Last night it happened again. This just has to stop.

Oh, polenta. It comes to the table vivid yellow, this cooked corn flour mush with a sauce ladled over the top of it. Last Sunday, at Osteria del Pisello, their polenta with pea sauce.

You eat it with a spoon. It’s still hot. The red sauce, peas or beans or ragu or whatever, is likely to leave an reddish-orange olive oil sheen, as you stir, mix, spoon, and lift this wonderful food your mouth. To borrow a phrase from Raymond Carver, it’s a simple, good thing. That’s the dominant culinary principle in this region. Simple is good. More likely, simple is perfection.

When she was a kid, my wife says the practice was to pour out the polenta on a large cutting board and put it in the middle of the table, cover it with ragu. No plates. No servings portioned out. Each individual, spoon in hand, having at it.

In one of my undergraduate psychology classes I learned about what researchers call “the just noticeable difference.” We’re talking levels of perception.
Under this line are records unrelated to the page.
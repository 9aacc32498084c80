use anyhow::{Context, Result};
use tracing::{info, warn};
use tabulated::{
    consts::DemoConfig,
    ArrayTabulatedFunction, FunctionError, LinkedTabulatedFunction, Point, TabulatedFunction,
};
/// Logs `outcome` as the expected rejection, or warns when it succeeded.
fn expect_rejected<T: std::fmt::Debug>(what: &str, outcome: tabulated::Result<T>) {
    match outcome {
        Err(e) => info!("{} rejected: {}", what, e),
        Ok(v) => warn!("{} unexpectedly succeeded: {:?}", what, v),
    }
}
fn sample_values(function: &dyn TabulatedFunction, steps: usize) -> Result<Vec<(f64, f64)>> {
    let left = function.left_domain_border()?;
    let right = function.right_domain_border()?;
    let step = (right - left) / steps as f64;
    Ok((0..=steps)
        .map(|i| {
            let x = if i == steps { right } else { left + step * i as f64 };
            (x, function.function_value(x))
        })
        .collect())
}
fn describe(name: &str, function: &dyn TabulatedFunction, steps: usize) -> Result<()> {
    info!("== {}", name);
    info!(
        "domain: [{}, {}], points: {}",
        function.left_domain_border()?,
        function.right_domain_border()?,
        function.points_count()
    );
    for (i, p) in function.points().iter().enumerate() {
        info!("  [{}] ({:.2}, {:.2})", i, p.x, p.y);
    }
    for (x, y) in sample_values(function, steps)? {
        info!("  f({:.2}) = {:.2}", x, y);
    }
    Ok(())
}
fn exercise_errors(function: &mut dyn TabulatedFunction) -> Result<()> {
    let count = function.points_count();
    expect_rejected("point(count)", function.point(count));
    expect_rejected("point(100)", function.point(100));
    let below_first = function.point_x(0)? - 1.0;
    expect_rejected("set_point_x(2, left - 1)", function.set_point_x(2, below_first));
    let existing = function.point_x(1)?;
    expect_rejected("add_point(duplicate x)", function.add_point(Point::new(existing, 10.0)));
    let mut minimal = ArrayTabulatedFunction::new(0.0, 2.0, 2)?;
    expect_rejected("delete_point on 2 points", minimal.delete_point(0));
    let mid = (function.left_domain_border()? + function.right_domain_border()?) / 2.0;
    match function.add_point(Point::new(mid + 0.25, 10.0)) {
        Ok(()) => info!("added ({}, 10)", mid + 0.25),
        Err(FunctionError::InvalidPoint(msg)) => warn!("add skipped: {}", msg),
        Err(e) => return Err(e).context("add_point"),
    }
    function.set_point_y(1, 15.0).context("set_point_y")?;
    info!("after edits: {}", function);
    Ok(())
}
fn exercise_constructors() {
    expect_rejected("ArrayTabulatedFunction(10, 0, 5)", ArrayTabulatedFunction::new(10.0, 0.0, 5));
    expect_rejected("LinkedTabulatedFunction(5, 5, 5)", LinkedTabulatedFunction::new(5.0, 5.0, 5));
    expect_rejected("ArrayTabulatedFunction(0, 10, 1)", ArrayTabulatedFunction::new(0.0, 10.0, 1));
    expect_rejected("LinkedTabulatedFunction(0, 10, [1])", LinkedTabulatedFunction::with_values(0.0, 10.0, &[1.0]));
}
fn exercise_point_operations() -> Result<()> {
    let mut function = ArrayTabulatedFunction::new(0.0, 4.0, 3)?;
    info!("initial: {}", function);
    function.add_point(Point::new(2.5, 10.0))?;
    function.add_point(Point::new(1.5, 5.0))?;
    info!("after adds: {} (capacity {})", function, function.capacity());
    function.delete_point(2)?;
    info!("after delete: {}", function);
    Ok(())
}
pub fn run(config: &DemoConfig) -> Result<()> {
    exercise_constructors();
    let values: Vec<f64> = (0..config.points_count).map(|i| (i * i) as f64).collect();
    let array: Box<dyn TabulatedFunction> = Box::new(
        ArrayTabulatedFunction::new(config.left_x, config.right_x, config.points_count)
            .context("build array function")?,
    );
    let linked: Box<dyn TabulatedFunction> = Box::new(
        LinkedTabulatedFunction::with_values(config.left_x, config.right_x, &values)
            .context("build linked function")?,
    );
    let mut functions = [("ArrayTabulatedFunction", array), ("LinkedTabulatedFunction", linked)];
    for (name, function) in functions.iter_mut() {
        describe(*name, &**function, config.sample_steps)?;
        exercise_errors(&mut **function)?;
    }
    exercise_point_operations()
}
At what point does one lose the ability to distinguish one sensory input from another that is a measurable gradation less or more in strength. What is the just noticeable difference between the pleasure you take in one dish you love over another you love? That’s the fix we are in when we eat over here.

As we say these days, indulging in cliche, It’s all good. (This is cliche I can live with.) Seen below, last night’s polenta from Trattoria Rinaldi.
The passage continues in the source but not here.